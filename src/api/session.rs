use axum::{
    extract::{Path, State},
    http::StatusCode,
    response::IntoResponse,
    Json,
};
use serde_json::json;
use std::sync::Arc;

use crate::api::error_response;
use crate::core::session::QuerySession;
use crate::core::validator::parse_timestamp;
use crate::error::ValidationError;
use crate::models::context::{
    ConditionRequest, ConditionView, OptionsRequest, RemoveConditionsRequest, SessionView,
    WindowRequest,
};
use crate::models::filter::Operator;
use crate::models::schema::TableKind;
use crate::state::AppState;

pub fn session_view(session: &QuerySession) -> SessionView {
    let window = session.window();
    let (query, query_error) = match session.build_query() {
        Ok(built) => (Some(built), None),
        Err(e) => (None, Some(e.to_string())),
    };
    SessionView {
        table: session.table().to_string(),
        window_state: window.state(),
        window_label: window.state().label(),
        max_span_days: window.max_span_days(),
        conditions: session
            .conditions()
            .conditions()
            .iter()
            .map(|c| ConditionView {
                id: c.id,
                display: c.display(),
            })
            .collect(),
        columns: session.columns().to_vec(),
        distinct: session.distinct(),
        order_by: session.order_by().cloned(),
        limit: session.limit(),
        in_clause: session.in_clause().cloned(),
        query,
        query_error,
    }
}

pub async fn get_session(
    State(state): State<Arc<AppState>>,
    Path(table): Path<TableKind>,
) -> impl IntoResponse {
    let session = state.session(table).lock().await;
    Json(session_view(&session))
}

pub async fn validate_window(
    State(state): State<Arc<AppState>>,
    Path(table): Path<TableKind>,
    Json(payload): Json<WindowRequest>,
) -> impl IntoResponse {
    let (start, end) = match (parse_timestamp(&payload.start), parse_timestamp(&payload.end)) {
        (Some(start), Some(end)) => (start, end),
        _ => {
            return (
                StatusCode::BAD_REQUEST,
                Json(json!({ "error": "Timestamps must look like 'YYYY-MM-DD HH:MM:SS'" })),
            )
                .into_response()
        }
    };

    let mut session = state.session(table).lock().await;
    session.validate_time_window(start, end);
    Json(session_view(&session)).into_response()
}

pub async fn add_condition(
    State(state): State<Arc<AppState>>,
    Path(table): Path<TableKind>,
    Json(payload): Json<ConditionRequest>,
) -> impl IntoResponse {
    let operator = match payload.operator.parse::<Operator>() {
        Ok(op) => op,
        Err(e) => return error_response(e.into()),
    };

    let mut session = state.session(table).lock().await;
    match session.add_condition(&payload.column, operator, &payload.value) {
        Ok(_) => (StatusCode::CREATED, Json(session_view(&session))).into_response(),
        Err(e) => error_response(e.into()),
    }
}

pub async fn remove_conditions(
    State(state): State<Arc<AppState>>,
    Path(table): Path<TableKind>,
    Json(payload): Json<RemoveConditionsRequest>,
) -> impl IntoResponse {
    let mut session = state.session(table).lock().await;
    let removed = session.remove_conditions(&payload.ids);
    Json(json!({
        "removed": removed,
        "session": session_view(&session),
    }))
}

/// 在副本上应用全部选项，任一项失败时会话保持原样
fn apply_options(session: &QuerySession, options: OptionsRequest) -> Result<QuerySession, ValidationError> {
    let mut next = session.clone();
    next.set_distinct(options.distinct);
    next.set_order_by(options.order_by);
    next.set_limit(options.limit);
    match &options.in_clause {
        Some(in_clause) => next.set_in_clause(in_clause.column.as_deref(), &in_clause.values)?,
        None => next.set_in_clause(None, "")?,
    }
    next.set_columns(options.columns);
    Ok(next)
}

pub async fn set_options(
    State(state): State<Arc<AppState>>,
    Path(table): Path<TableKind>,
    Json(payload): Json<OptionsRequest>,
) -> impl IntoResponse {
    let mut session = state.session(table).lock().await;
    match apply_options(&session, payload) {
        Ok(next) => {
            *session = next;
            Json(session_view(&session)).into_response()
        }
        Err(e) => error_response(e.into()),
    }
}

pub async fn preview_query(
    State(state): State<Arc<AppState>>,
    Path(table): Path<TableKind>,
) -> impl IntoResponse {
    let session = state.session(table).lock().await;
    match session.build_query() {
        Ok(built) => Json(built).into_response(),
        Err(e) => error_response(e),
    }
}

> _Task objective_
Write out every record again, exactly as it was written.

> _Your response_
filename src/api/session.rs
use axum::{
    extract::{Path, State},
    http::StatusCode,
    response::IntoResponse,
    Json,
};
use serde_json::json;
use std::sync::Arc;

use crate::api::error_response;
use crate::core::session::QuerySession;
use crate::core::validator::parse_timestamp;
use crate::error::ValidationError;
use crate::models::context::{
    ConditionRequest, ConditionView, OptionsRequest, RemoveConditionsRequest, SessionView,
    WindowRequest,
};
use crate::models::filter::Operator;
use crate::models::schema::TableKind;
use crate::state::AppState;

pub fn session_view(session: &QuerySession) -> SessionView {
    let window = session.window();
    let (query, query_error) = match session.build_query() {
        Ok(built) => (Some(built), None),
        Err(e) => (None, Some(e.to_string())),
    };
    SessionView {
        table: session.table().to_string(),
        window_state: window.state(),
        window_label: window.state().label(),
        max_span_days: window.max_span_days(),
        conditions: session
            .conditions()
            .conditions()
            .iter()
            .map(|c| ConditionView {
                id: c.id,
                display: c.display(),
            })
            .collect(),
        columns: session.columns().to_vec(),
        distinct: session.distinct(),
        order_by: session.order_by().cloned(),
        limit: session.limit(),
        in_clause: session.in_clause().cloned(),
        query,
        query_error,
    }
}

pub async fn get_session(
    State(state): State<Arc<AppState>>,
    Path(table): Path<TableKind>,
) -> impl IntoResponse {
    let session = state.session(table).lock().await;
    Json(session_view(&session))
}

pub async fn validate_window(
    State(state): State<Arc<AppState>>,
    Path(table): Path<TableKind>,
    Json(payload): Json<WindowRequest>,
) -> impl IntoResponse {
    let (start, end) = match (parse_timestamp(&payload.start), parse_timestamp(&payload.end)) {
        (Some(start), Some(end)) => (start, end),
        _ => {
            return (
                StatusCode::BAD_REQUEST,
                Json(json!({ "error": "Timestamps must look like 'YYYY-MM-DD HH:MM:SS'" })),
            )
                .into_response()
        }
    };

    let mut session = state.session(table).lock().await;
    session.validate_time_window(start, end);
    Json(session_view(&session)).into_response()
}

pub async fn add_condition(
    State(state): State<Arc<AppState>>,
    Path(table): Path<TableKind>,
    Json(payload): Json<ConditionRequest>,
) -> impl IntoResponse {
    let operator = match payload.operator.parse::<Operator>() {
        Ok(op) => op,
        Err(e) => return error_response(e.into()),
    };

    let mut session = state.session(table).lock().await;
    match session.add_condition(&payload.column, operator, &payload.value) {
        Ok(_) => (StatusCode::CREATED, Json(session_view(&session))).into_response(),
        Err(e) => error_response(e.into()),
    }
}

pub async fn remove_conditions(
    State(state): State<Arc<AppState>>,
    Path(table): Path<TableKind>,
    Json(payload): Json<RemoveConditionsRequest>,
) -> impl IntoResponse {
    let mut session = state.session(table).lock().await;
    let removed = session.remove_conditions(&payload.ids);
    Json(json!({
        "removed": removed,
        "session": session_view(&session),
    }))
}

/// 在副本上应用全部选项，任一项失败时会话保持原样
fn apply_options(session: &QuerySession, options: OptionsRequest) -> Result<QuerySession, ValidationError> {
    let mut next = session.clone();
    next.set_distinct(options.distinct);
    next.set_order_by(options.order_by);
    next.set_limit(options.limit);
    match &options.in_clause {
        Some(in_clause) => next.set_in_clause(in_clause.column.as_deref(), &in_clause.values)?,
        None => next.set_in_clause(None, "")?,
    }
    next.set_columns(options.columns);
    Ok(next)
}

pub async fn set_options(
    State(state): State<Arc<AppState>>,
    Path(table): Path<TableKind>,
    Json(payload): Json<OptionsRequest>,
) -> impl IntoResponse {
    let mut session = state.session(table).lock().await;
    match apply_options(&session, payload) {
        Ok(next) => {
            *session = next;
            Json(session_view(&session)).into_response()
        }
        Err(e) => error_response(e.into()),
    }
}

pub async fn preview_query(
    State(state): State<Arc<AppState>>,
    Path(table): Path<TableKind>,
) -> impl IntoResponse {
    let session = state.session(table).lock().await;
    match session.build_query() {
        Ok(built) => Json(built).into_response(),
        Err(e) => error_response(e),
    }
}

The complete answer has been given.